Kimberly Fugate was expecting triplets when she went to the University of Mississippi Medical Center in Jackson, Miss. The babies, all girls, arrived Feb. 8, just shy of 13 weeks premature. For now she looks at them as they sleep in incubators.
“It was one surprise after another,” she has said in interviews. “They had delivered three babies and I heard them say ‘More feet’ and I said ‘No.'”
It’s been a whirlwind since. UMMC has been deluged with media calls and well-wishers.
Fugate and her husband, Craig, started a Facebook page “Fugate Quadruplets” with pictures for the four girls and their sister, 10-year-old Katelyn.
Doctors at UMMC said the girls will be expected to say in the natal intensive care unit until their original due date, which for the Fugates is May 2. But when they go home will depend on how the babies develop over the next 3 months.
The four tiny sisters– Kenleigh Rosa, Kristen Sue, Kayleigh Pearl and Kelsey Roxanne — are all named, in part, for family members.
Dr. James Bofill, professor of maternal fetal medicine, said the odds of spontaneous quadruplets are 1 in 729,000. But in the Fugates’ case, the odds are even smaller because their girls split from a single fertilized egg.

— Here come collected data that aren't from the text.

use std::cell::RefCell;
use std::rc::Rc;

use fltk::{
    app::Sender,
    draw,
    enums::{Align, Color, Event, Font},
    prelude::*,
    widget::Widget,
};

use crate::app::commands::CommandId;
use crate::app::domain::document::{Document, DocumentId};
use crate::app::domain::messages::Message;
use crate::app::domain::theme::Palette;

use super::theme::to_color;

pub const TAB_BAR_HEIGHT: i32 = 30;

const MIN_TAB_WIDTH: i32 = 60;
const MAX_TAB_WIDTH: i32 = 200;
const CLOSE_BTN_SIZE: i32 = 14;
const CLOSE_BTN_MARGIN: i32 = 6;
const TAB_H_PADDING: i32 = 10;
const CORNER_RADIUS: i32 = 6;
const TAB_GAP: i32 = 1;
const PLUS_BTN_WIDTH: i32 = 28;
const PLUS_BTN_MARGIN: i32 = 4;

struct TabInfo {
    id: DocumentId,
    display_name: String,
    is_dirty: bool,
    is_active: bool,
}

#[derive(Debug, Clone, Copy, PartialEq)]
struct TabSlot {
    x: i32,
    width: i32,
}

#[derive(Debug, PartialEq)]
struct Layout {
    tabs: Vec<TabSlot>,
    plus_x: i32,
}

#[derive(Debug, PartialEq)]
enum HitResult {
    Tab { index: usize, is_close: bool },
    PlusButton,
    None,
}

struct TabBarState {
    tabs: Vec<TabInfo>,
    layout: Layout,
    palette: Palette,
    hover_tab_index: Option<usize>,
    hover_close: bool,
    hover_plus: bool,
    sender: Sender<Message>,
}

/// Custom-drawn tab strip: one tab per document, a close button on each,
/// and a "+" button that opens a new tab.
pub struct TabBar {
    pub widget: Widget,
    state: Rc<RefCell<TabBarState>>,
}

impl TabBar {
    pub fn new(x: i32, y: i32, w: i32, sender: Sender<Message>, palette: Palette) -> Self {
        let state = Rc::new(RefCell::new(TabBarState {
            tabs: Vec::new(),
            layout: compute_layout(0, w),
            palette,
            hover_tab_index: None,
            hover_close: false,
            hover_plus: false,
            sender,
        }));

        let mut widget = Widget::new(x, y, w, TAB_BAR_HEIGHT, None);

        let draw_state = state.clone();
        widget.draw(move |wid| {
            let st = draw_state.borrow();
            draw_tab_bar(wid, &st);
        });

        let handle_state = state.clone();
        widget.handle(move |wid, event| handle_tab_bar(wid, event, &handle_state));

        Self { widget, state }
    }

    pub fn rebuild(&mut self, documents: &[Document], active_id: DocumentId, palette: Palette) {
        let mut st = self.state.borrow_mut();
        st.palette = palette;
        st.tabs = documents
            .iter()
            .map(|doc| TabInfo {
                id: doc.id,
                display_name: doc.display_name.clone(),
                is_dirty: doc.is_dirty(),
                is_active: doc.id == active_id,
            })
            .collect();
        st.hover_tab_index = None;
        st.hover_close = false;
        st.layout = compute_layout(st.tabs.len(), self.widget.w());
        drop(st);
        self.widget.redraw();
    }
}

// --- Layout ---

fn compute_layout(tab_count: usize, widget_w: i32) -> Layout {
    let count = tab_count as i32;
    if count == 0 {
        return Layout {
            tabs: Vec::new(),
            plus_x: PLUS_BTN_MARGIN,
        };
    }

    let fixed = PLUS_BTN_WIDTH + PLUS_BTN_MARGIN + TAB_GAP * (count - 1);
    let tab_width = ((widget_w - fixed) / count).clamp(MIN_TAB_WIDTH, MAX_TAB_WIDTH);

    let tabs: Vec<TabSlot> = (0..count)
        .map(|i| TabSlot {
            x: i * (tab_width + TAB_GAP),
            width: tab_width,
        })
        .collect();
    let plus_x = count * (tab_width + TAB_GAP) + PLUS_BTN_MARGIN;
    Layout { tabs, plus_x }
}

/// `mx` is relative to the widget; `my` and `wy` are window coordinates.
fn hit_test(layout: &Layout, wy: i32, mx: i32, my: i32) -> HitResult {
    if my < wy || my >= wy + TAB_BAR_HEIGHT {
        return HitResult::None;
    }

    for (index, slot) in layout.tabs.iter().enumerate() {
        if mx >= slot.x && mx < slot.x + slot.width {
            let close_x = slot.x + slot.width - CLOSE_BTN_MARGIN - CLOSE_BTN_SIZE;
            let close_y = wy + (TAB_BAR_HEIGHT - CLOSE_BTN_SIZE) / 2;
            let is_close = mx >= close_x
                && mx <= close_x + CLOSE_BTN_SIZE
                && my >= close_y
                && my <= close_y + CLOSE_BTN_SIZE;
            return HitResult::Tab { index, is_close };
        }
    }

    if mx >= layout.plus_x && mx < layout.plus_x + PLUS_BTN_WIDTH {
        return HitResult::PlusButton;
    }
    HitResult::None
}

// --- Drawing ---

fn truncate_to_fit(text: &str, max_width: i32) -> String {
    if max_width <= 0 {
        return String::new();
    }
    draw::set_font(Font::Helvetica, 12);
    let (tw, _) = draw::measure(text, true);
    if tw <= max_width {
        return text.to_string();
    }
    let ellipsis = "...";
    let chars: Vec<char> = text.chars().collect();
    for len in (1..chars.len()).rev() {
        let candidate: String = chars[..len].iter().collect();
        let full = format!("{candidate}{ellipsis}");
        let (fw, _) = draw::measure(&full, true);
        if fw <= max_width {
            return full;
        }
    }
    ellipsis.to_string()
}

fn draw_rounded_top_rect(x: i32, y: i32, w: i32, h: i32, r: i32, color: Color) {
    draw::set_draw_color(color);
    draw::draw_rectf(x, y + r, w, h - r);
    draw::draw_rectf(x + r, y, w - 2 * r, r);
    draw::draw_pie(x, y, 2 * r, 2 * r, 90.0, 180.0);
    draw::draw_pie(x + w - 2 * r, y, 2 * r, 2 * r, 0.0, 90.0);
}

fn draw_tab_bar(wid: &Widget, st: &TabBarState) {
    let wx = wid.x();
    let wy = wid.y();
    let wh = wid.h();
    let p = st.palette;

    let bar_bg = to_color(p.chrome);
    let active_bg = to_color(p.background);
    let inactive_bg = to_color(p.chrome_hover);
    let active_text = to_color(p.foreground);
    let inactive_text = to_color(p.chrome_text);

    draw::set_draw_color(bar_bg);
    draw::draw_rectf(wx, wy, wid.w(), wh);

    for (index, (tab, slot)) in st.tabs.iter().zip(&st.layout.tabs).enumerate() {
        let tx = wx + slot.x;
        if tab.is_active {
            draw_rounded_top_rect(tx, wy, slot.width, wh, CORNER_RADIUS, active_bg);
        } else {
            draw_rounded_top_rect(tx, wy + 2, slot.width, wh - 2, CORNER_RADIUS, inactive_bg);
        }

        let text_color = if tab.is_active { active_text } else { inactive_text };
        let label = if tab.is_dirty {
            format!("\u{25cf} {}", tab.display_name)
        } else {
            tab.display_name.clone()
        };
        let text_area = slot.width - TAB_H_PADDING - CLOSE_BTN_MARGIN - CLOSE_BTN_SIZE - TAB_H_PADDING;
        let display_text = truncate_to_fit(&label, text_area);
        draw::set_draw_color(text_color);
        draw::set_font(Font::Helvetica, 12);
        draw::draw_text(&display_text, tx + TAB_H_PADDING, wy + (wh + 12) / 2);

        let close_x = tx + slot.width - CLOSE_BTN_MARGIN - CLOSE_BTN_SIZE;
        let close_y = wy + (wh - CLOSE_BTN_SIZE) / 2;
        if st.hover_tab_index == Some(index) && st.hover_close {
            draw::set_draw_color(bar_bg);
            draw::draw_rectf(close_x - 2, close_y - 2, CLOSE_BTN_SIZE + 4, CLOSE_BTN_SIZE + 4);
        }
        draw::set_draw_color(text_color);
        draw::set_font(Font::HelveticaBold, 20);
        draw::draw_text2("\u{00d7}", close_x, close_y, CLOSE_BTN_SIZE, CLOSE_BTN_SIZE, Align::Center);
    }

    let px = wx + st.layout.plus_x;
    let plus_bg = if st.hover_plus { inactive_bg } else { bar_bg };
    draw_rounded_top_rect(px, wy + 2, PLUS_BTN_WIDTH, wh - 4, CORNER_RADIUS, plus_bg);
    draw::set_draw_color(if st.hover_plus { active_text } else { inactive_text });
    draw::set_font(Font::HelveticaBold, 16);
    draw::draw_text2("+", px, wy + 2, PLUS_BTN_WIDTH, wh - 4, Align::Center);
}

// --- Event handling ---

fn handle_tab_bar(wid: &mut Widget, event: Event, state: &Rc<RefCell<TabBarState>>) -> bool {
    match event {
        Event::Push => {
            let st = state.borrow();
            let mx = fltk::app::event_x() - wid.x();
            let my = fltk::app::event_y();
            let button = fltk::app::event_button();
            let sender = st.sender;

            let msg = match hit_test(&st.layout, wid.y(), mx, my) {
                HitResult::PlusButton if button == 1 => Some(Message::Command(CommandId::New)),
                HitResult::Tab { index, is_close } => {
                    let id = st.tabs[index].id;
                    // Middle click closes, like browsers
                    if is_close || button == 2 {
                        Some(Message::TabClose(id))
                    } else if button == 1 {
                        Some(Message::TabSwitch(id))
                    } else {
                        None
                    }
                }
                _ => None,
            };
            drop(st);

            match msg {
                Some(msg) => {
                    sender.send(msg);
                    true
                }
                None => false,
            }
        }
        Event::Move => {
            let mut st = state.borrow_mut();
            let mx = fltk::app::event_x() - wid.x();
            let my = fltk::app::event_y();

            let (hover, close, plus) = match hit_test(&st.layout, wid.y(), mx, my) {
                HitResult::Tab { index, is_close } => (Some(index), is_close, false),
                HitResult::PlusButton => (None, false, true),
                HitResult::None => (None, false, false),
            };

            if hover != st.hover_tab_index || close != st.hover_close || plus != st.hover_plus {
                st.hover_tab_index = hover;
                st.hover_close = close;
                st.hover_plus = plus;
                drop(st);
                wid.redraw();
            }
            true
        }
        Event::Leave => {
            let mut st = state.borrow_mut();
            if st.hover_tab_index.is_some() || st.hover_close || st.hover_plus {
                st.hover_tab_index = None;
                st.hover_close = false;
                st.hover_plus = false;
                drop(st);
                wid.redraw();
            }
            false
        }
        Event::Resize => {
            let mut st = state.borrow_mut();
            st.layout = compute_layout(st.tabs.len(), wid.w());
            false
        }
        _ => false,
    }
}

#[cfg(test)]
mod tests {
    use super::*;

    #[test]
    fn test_layout_clamps_tab_width() {
        let wide = compute_layout(2, 2000);
        assert_eq!(wide.tabs[0].width, MAX_TAB_WIDTH);

        let narrow = compute_layout(20, 300);
        assert_eq!(narrow.tabs[0].width, MIN_TAB_WIDTH);
    }

    #[test]
    fn test_layout_places_plus_after_tabs() {
        let layout = compute_layout(3, 2000);
        assert_eq!(layout.tabs[1].x, MAX_TAB_WIDTH + TAB_GAP);
        assert_eq!(layout.plus_x, 3 * (MAX_TAB_WIDTH + TAB_GAP) + PLUS_BTN_MARGIN);
    }

    #[test]
    fn test_empty_layout_has_plus_button() {
        let layout = compute_layout(0, 640);
        assert!(layout.tabs.is_empty());
        assert_eq!(hit_test(&layout, 0, PLUS_BTN_MARGIN + 1, 10), HitResult::PlusButton);
    }

    #[test]
    fn test_hit_test_tab_and_close() {
        let layout = compute_layout(2, 2000);
        let wy = 30;
        let mid_y = wy + TAB_BAR_HEIGHT / 2;

        assert_eq!(
            hit_test(&layout, wy, 10, mid_y),
            HitResult::Tab { index: 0, is_close: false }
        );

        let close_x = MAX_TAB_WIDTH - CLOSE_BTN_MARGIN - CLOSE_BTN_SIZE / 2;
        assert_eq!(
            hit_test(&layout, wy, close_x, mid_y),
            HitResult::Tab { index: 0, is_close: true }
        );

        assert_eq!(
            hit_test(&layout, wy, MAX_TAB_WIDTH + TAB_GAP + 5, mid_y),
            HitResult::Tab { index: 1, is_close: false }
        );
    }

    #[test]
    fn test_hit_test_outside_bar() {
        let layout = compute_layout(1, 640);
        assert_eq!(hit_test(&layout, 30, 10, 5), HitResult::None);
        assert_eq!(hit_test(&layout, 30, 10, 30 + TAB_BAR_HEIGHT), HitResult::None);
        assert_eq!(hit_test(&layout, 30, 1500, 40), HitResult::None);
    }
}
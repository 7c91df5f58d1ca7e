use std::path::{Path, PathBuf};

use fltk::dialog::{FileDialogOptions, FileDialogType, NativeFileChooser};

use crate::app::services::file_filters::text_files_filter;

fn run_chooser(mut nfc: NativeFileChooser, title: &str, start_dir: Option<&Path>) -> Option<PathBuf> {
    nfc.set_title(title);
    nfc.set_filter(&text_files_filter());
    if let Some(dir) = start_dir
        && let Err(e) = nfc.set_directory(&dir)
    {
        log::debug!("cannot start file dialog in {}: {:?}", dir.display(), e);
    }

    nfc.show();
    let path = nfc.filename();
    if path.as_os_str().is_empty() {
        None
    } else {
        Some(path)
    }
}

pub fn native_open_dialog(start_dir: Option<&Path>) -> Option<PathBuf> {
    run_chooser(NativeFileChooser::new(FileDialogType::BrowseFile), "Open File", start_dir)
}

pub fn native_save_dialog(start_dir: Option<&Path>) -> Option<PathBuf> {
    let mut nfc = NativeFileChooser::new(FileDialogType::BrowseSaveFile);
    nfc.set_option(FileDialogOptions::SaveAsConfirm);
    run_chooser(nfc, "Save As", start_dir)
}
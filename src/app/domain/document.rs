use std::fs;
use std::path::{Path, PathBuf};

use crate::app::infrastructure::error::{AppError, Result};
use crate::app::services::text_ops::{
    append_with_separator, char_count, extract_filename, replace_all_in_text, word_count,
};

pub const UNTITLED: &str = "Untitled";

#[derive(Debug, Clone, Copy, PartialEq, Eq, Hash)]
pub struct DocumentId(pub u64);

/// One editing session: a text buffer and the file it belongs to, if any.
///
/// Undo history lives in the widget buffer, not here.
#[derive(Debug)]
pub struct Document {
    pub id: DocumentId,
    pub file_path: Option<PathBuf>,
    pub display_name: String,
    text: String,
    dirty: bool,
    revision: u64,
}

impl Document {
    pub fn create_empty(id: DocumentId) -> Self {
        Self {
            id,
            file_path: None,
            display_name: UNTITLED.to_string(),
            text: String::new(),
            dirty: false,
            revision: 0,
        }
    }

    pub fn new_from_file(id: DocumentId, path: &Path) -> Result<Self> {
        let mut doc = Self::create_empty(id);
        doc.load(path)?;
        Ok(doc)
    }

    /// Replace the buffer with the contents of `path`.
    ///
    /// On failure the buffer and path are left untouched.
    pub fn load(&mut self, path: &Path) -> Result<()> {
        let content = fs::read_to_string(path)?;
        self.text = content;
        self.revision += 1;
        self.file_path = Some(path.to_path_buf());
        self.update_display_name();
        self.dirty = false;
        log::info!("loaded {} ({} bytes)", path.display(), self.text.len());
        Ok(())
    }

    /// Write the buffer to `path`, or to the associated path when `None`.
    ///
    /// A given path becomes the document's path. Returns `AppError::NoPath`
    /// without writing anything when neither is available.
    pub fn save(&mut self, path: Option<&Path>) -> Result<()> {
        let target = match path {
            Some(p) => p.to_path_buf(),
            None => self.file_path.clone().ok_or(AppError::NoPath)?,
        };
        fs::write(&target, &self.text)?;
        log::info!("saved {} ({} bytes)", target.display(), self.text.len());
        if self.file_path.as_deref() != Some(target.as_path()) {
            self.file_path = Some(target);
            self.update_display_name();
        }
        self.dirty = false;
        Ok(())
    }

    pub fn text(&self) -> &str {
        &self.text
    }

    /// Revision of the core-side text; bumped whenever the core rewrites the
    /// buffer so the widget knows to pick up the new content.
    pub fn revision(&self) -> u64 {
        self.revision
    }

    /// Replace the text from the core side (marks dirty, bumps the revision).
    pub fn set_text(&mut self, text: String) {
        if self.text != text {
            self.text = text;
            self.revision += 1;
            self.dirty = true;
        }
    }

    /// Record an edit that already happened in the widget.
    ///
    /// Returns `true` when the text actually changed.
    pub fn apply_edit(&mut self, text: String) -> bool {
        if self.text == text {
            return false;
        }
        self.text = text;
        self.dirty = true;
        true
    }

    pub fn replace_all(&mut self, find: &str, replace: &str) -> usize {
        let (new_text, count) = replace_all_in_text(&self.text, find, replace);
        if count > 0 {
            self.set_text(new_text);
        }
        count
    }

    pub fn append(&mut self, text: &str) {
        if text.is_empty() {
            return;
        }
        let joined = append_with_separator(&self.text, text);
        self.set_text(joined);
    }

    pub fn word_count(&self) -> usize {
        word_count(&self.text)
    }

    pub fn char_count(&self) -> usize {
        char_count(&self.text)
    }

    pub fn is_dirty(&self) -> bool {
        self.dirty
    }

    pub fn mark_clean(&mut self) {
        self.dirty = false;
    }

    /// An Untitled tab nobody has typed into yet.
    pub fn is_pristine(&self) -> bool {
        self.file_path.is_none() && !self.dirty && self.text.is_empty()
    }

    pub fn update_display_name(&mut self) {
        if let Some(ref path) = self.file_path {
            self.display_name = extract_filename(path);
        }
    }
}
use std::path::Path;

use crate::app::domain::document::{Document, DocumentId};
use crate::app::infrastructure::error::Result;

/// Ordered set of open documents, one per tab. Never empty.
pub struct TabManager {
    documents: Vec<Document>,
    active_id: DocumentId,
    next_id: u64,
}

impl Default for TabManager {
    fn default() -> Self {
        Self::new()
    }
}

impl TabManager {
    /// Start with a single Untitled tab.
    pub fn new() -> Self {
        let first = Document::create_empty(DocumentId(1));
        Self {
            active_id: first.id,
            documents: vec![first],
            next_id: 2,
        }
    }

    fn next_document_id(&mut self) -> DocumentId {
        let id = DocumentId(self.next_id);
        self.next_id += 1;
        id
    }

    /// Create and activate an empty "Untitled" document.
    pub fn open_new_tab(&mut self) -> DocumentId {
        let id = self.next_document_id();
        self.documents.push(Document::create_empty(id));
        self.active_id = id;
        log::debug!("opened tab {:?}", id);
        id
    }

    /// Load `path` into a new tab and activate it.
    ///
    /// Nothing changes when the file can't be read.
    pub fn add_from_file(&mut self, path: &Path) -> Result<DocumentId> {
        let id = DocumentId(self.next_id);
        let doc = Document::new_from_file(id, path)?;
        self.next_id += 1;
        self.documents.push(doc);
        self.active_id = id;
        Ok(id)
    }

    pub fn active_doc(&self) -> &Document {
        self.doc_by_id(self.active_id)
            .unwrap_or(&self.documents[0])
    }

    pub fn active_doc_mut(&mut self) -> &mut Document {
        let idx = self
            .documents
            .iter()
            .position(|d| d.id == self.active_id)
            .unwrap_or(0);
        &mut self.documents[idx]
    }

    pub fn set_active(&mut self, id: DocumentId) {
        if self.documents.iter().any(|d| d.id == id) {
            self.active_id = id;
        }
    }

    /// Remove a document by id and activate its nearest neighbour.
    ///
    /// Closing the last tab leaves a fresh Untitled one behind. Returns
    /// `false` for unknown ids.
    pub fn close_tab(&mut self, id: DocumentId) -> bool {
        let idx = match self.documents.iter().position(|d| d.id == id) {
            Some(i) => i,
            None => return false,
        };
        let doc = self.documents.remove(idx);
        log::debug!("closed tab {:?} ({})", doc.id, doc.display_name);

        if self.documents.is_empty() {
            self.open_new_tab();
            return true;
        }

        if self.active_id == id {
            let new_idx = idx.min(self.documents.len() - 1);
            self.active_id = self.documents[new_idx].id;
        }
        true
    }

    pub fn documents(&self) -> &[Document] {
        &self.documents
    }

    pub fn count(&self) -> usize {
        self.documents.len()
    }

    pub fn active_id(&self) -> DocumentId {
        self.active_id
    }

    /// Find a document by file path
    pub fn find_by_path(&self, path: &Path) -> Option<DocumentId> {
        self.documents
            .iter()
            .find(|d| d.file_path.as_deref() == Some(path))
            .map(|d| d.id)
    }

    pub fn doc_by_id(&self, id: DocumentId) -> Option<&Document> {
        self.documents.iter().find(|d| d.id == id)
    }

    pub fn doc_by_id_mut(&mut self, id: DocumentId) -> Option<&mut Document> {
        self.documents.iter_mut().find(|d| d.id == id)
    }

    pub fn dirty_ids(&self) -> Vec<DocumentId> {
        self.documents
            .iter()
            .filter(|d| d.is_dirty())
            .map(|d| d.id)
            .collect()
    }

    /// Get the next document id (for tab cycling)
    pub fn next_doc_id(&self) -> DocumentId {
        let idx = self.active_index();
        let next_idx = (idx + 1) % self.documents.len();
        self.documents[next_idx].id
    }

    /// Get the previous document id (for tab cycling)
    pub fn prev_doc_id(&self) -> DocumentId {
        let idx = self.active_index();
        let prev_idx = if idx == 0 {
            self.documents.len() - 1
        } else {
            idx - 1
        };
        self.documents[prev_idx].id
    }

    fn active_index(&self) -> usize {
        self.documents
            .iter()
            .position(|d| d.id == self.active_id)
            .unwrap_or(0)
    }
}
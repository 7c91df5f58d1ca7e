use fltk::{
    app::Sender,
    button::Button,
    frame::Frame,
    prelude::*,
    window::Window,
};

use crate::app::domain::messages::Message;

/// Non-blocking "Listening..." window shown while voice capture runs.
///
/// Cancel and the close box both send `Message::VoiceCancel`; the window is
/// hidden by the host once the capture reports back.
pub struct ListeningDialog {
    window: Window,
}

impl ListeningDialog {
    pub fn new(sender: Sender<Message>) -> Self {
        let mut window = Window::default()
            .with_size(260, 100)
            .with_label("Voice to Text")
            .center_screen();

        Frame::default()
            .with_pos(20, 15)
            .with_size(220, 30)
            .with_label("Listening... speak now");
        let mut cancel_btn = Button::default()
            .with_pos(90, 55)
            .with_size(80, 30)
            .with_label("Cancel");

        window.end();
        window.make_resizable(false);

        cancel_btn.set_callback(move |_| sender.send(Message::VoiceCancel));
        window.set_callback(move |_| sender.send(Message::VoiceCancel));

        Self { window }
    }

    pub fn set_visible(&mut self, visible: bool) {
        if visible && !self.window.shown() {
            self.window.show();
        } else if !visible && self.window.shown() {
            self.window.hide();
        }
    }
}
//! Domain layer - core data structures and types.
//!
//! This module contains the fundamental domain models:
//! - Document and DocumentId
//! - Application settings
//! - Theme state and palettes
//! - Message types for the event system

pub mod document;
pub mod messages;
pub mod settings;
pub mod theme;

pub use document::{Document, DocumentId};
pub use messages::Message;
pub use settings::{AppSettings, SpeechSettings, ThemeMode};
pub use theme::{Palette, Rgb, ThemeState};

“We’ve seen quadruplets here before, but we’ve never seen identical quadruplets,” Bofill said. “That’s what makes this case so unique and unusual.”
The girls, were all 14 inches long and weighed between 2 pounds 1 ounce and 2 pounds 8 ounces when they were born.
Fugate has been staying at the Ronald McDonald House to be near the girls. The family lives in Jayess in southwest Mississippi.